§ Task instructions
A bare number is the expected answer: the count of lines in the records that contain the word "bail".

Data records
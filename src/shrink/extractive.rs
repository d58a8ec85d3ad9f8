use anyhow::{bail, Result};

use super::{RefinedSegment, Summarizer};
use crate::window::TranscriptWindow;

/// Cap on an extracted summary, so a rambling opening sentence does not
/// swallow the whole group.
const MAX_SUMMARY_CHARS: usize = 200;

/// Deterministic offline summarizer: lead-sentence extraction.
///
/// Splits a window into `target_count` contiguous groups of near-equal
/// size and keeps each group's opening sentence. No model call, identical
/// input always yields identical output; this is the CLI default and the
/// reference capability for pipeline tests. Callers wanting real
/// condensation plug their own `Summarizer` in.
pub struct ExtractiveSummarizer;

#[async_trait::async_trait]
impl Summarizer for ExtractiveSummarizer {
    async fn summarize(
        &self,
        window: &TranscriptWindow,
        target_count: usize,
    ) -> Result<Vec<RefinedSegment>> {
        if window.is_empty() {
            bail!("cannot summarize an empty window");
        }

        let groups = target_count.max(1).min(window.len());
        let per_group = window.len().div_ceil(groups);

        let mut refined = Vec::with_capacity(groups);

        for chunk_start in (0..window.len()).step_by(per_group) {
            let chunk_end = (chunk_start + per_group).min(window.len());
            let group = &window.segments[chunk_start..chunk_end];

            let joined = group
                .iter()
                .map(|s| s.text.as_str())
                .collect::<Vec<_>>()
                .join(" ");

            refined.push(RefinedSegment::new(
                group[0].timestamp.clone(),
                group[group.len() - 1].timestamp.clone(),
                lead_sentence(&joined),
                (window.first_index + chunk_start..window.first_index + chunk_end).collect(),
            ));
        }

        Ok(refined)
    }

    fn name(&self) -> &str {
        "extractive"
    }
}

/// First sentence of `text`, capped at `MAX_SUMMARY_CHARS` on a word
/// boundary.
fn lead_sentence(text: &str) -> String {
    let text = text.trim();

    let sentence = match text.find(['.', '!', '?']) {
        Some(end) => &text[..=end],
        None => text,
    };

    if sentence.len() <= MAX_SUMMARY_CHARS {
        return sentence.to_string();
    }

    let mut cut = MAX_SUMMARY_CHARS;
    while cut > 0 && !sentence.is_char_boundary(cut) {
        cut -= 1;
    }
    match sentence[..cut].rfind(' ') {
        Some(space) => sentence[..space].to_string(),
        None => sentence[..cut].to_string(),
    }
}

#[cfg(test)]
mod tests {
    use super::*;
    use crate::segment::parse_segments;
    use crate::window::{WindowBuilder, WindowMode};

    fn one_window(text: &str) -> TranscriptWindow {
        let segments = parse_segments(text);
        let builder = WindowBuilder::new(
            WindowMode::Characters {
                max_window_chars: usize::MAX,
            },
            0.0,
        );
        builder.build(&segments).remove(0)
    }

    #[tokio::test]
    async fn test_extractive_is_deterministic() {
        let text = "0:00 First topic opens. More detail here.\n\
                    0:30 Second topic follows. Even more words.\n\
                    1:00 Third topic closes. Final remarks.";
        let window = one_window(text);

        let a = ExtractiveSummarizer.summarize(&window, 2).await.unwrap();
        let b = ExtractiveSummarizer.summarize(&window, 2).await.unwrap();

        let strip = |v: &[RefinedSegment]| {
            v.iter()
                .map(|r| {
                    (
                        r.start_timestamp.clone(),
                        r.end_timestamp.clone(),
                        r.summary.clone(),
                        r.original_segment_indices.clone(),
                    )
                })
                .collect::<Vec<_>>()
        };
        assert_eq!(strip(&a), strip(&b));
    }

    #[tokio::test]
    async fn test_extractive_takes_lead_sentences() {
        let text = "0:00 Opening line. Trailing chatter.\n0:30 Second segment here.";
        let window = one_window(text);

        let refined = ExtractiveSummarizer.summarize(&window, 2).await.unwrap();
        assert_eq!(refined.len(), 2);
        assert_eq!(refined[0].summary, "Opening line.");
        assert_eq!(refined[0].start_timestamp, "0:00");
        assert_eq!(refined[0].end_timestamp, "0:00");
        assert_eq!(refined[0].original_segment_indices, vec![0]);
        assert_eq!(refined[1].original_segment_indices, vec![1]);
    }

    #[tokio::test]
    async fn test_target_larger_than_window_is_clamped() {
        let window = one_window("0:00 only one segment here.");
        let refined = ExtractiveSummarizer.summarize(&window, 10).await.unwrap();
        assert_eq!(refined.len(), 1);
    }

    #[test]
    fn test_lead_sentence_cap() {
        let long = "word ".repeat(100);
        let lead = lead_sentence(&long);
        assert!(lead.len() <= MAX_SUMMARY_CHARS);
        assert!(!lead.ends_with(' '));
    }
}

§ Answer for the task
2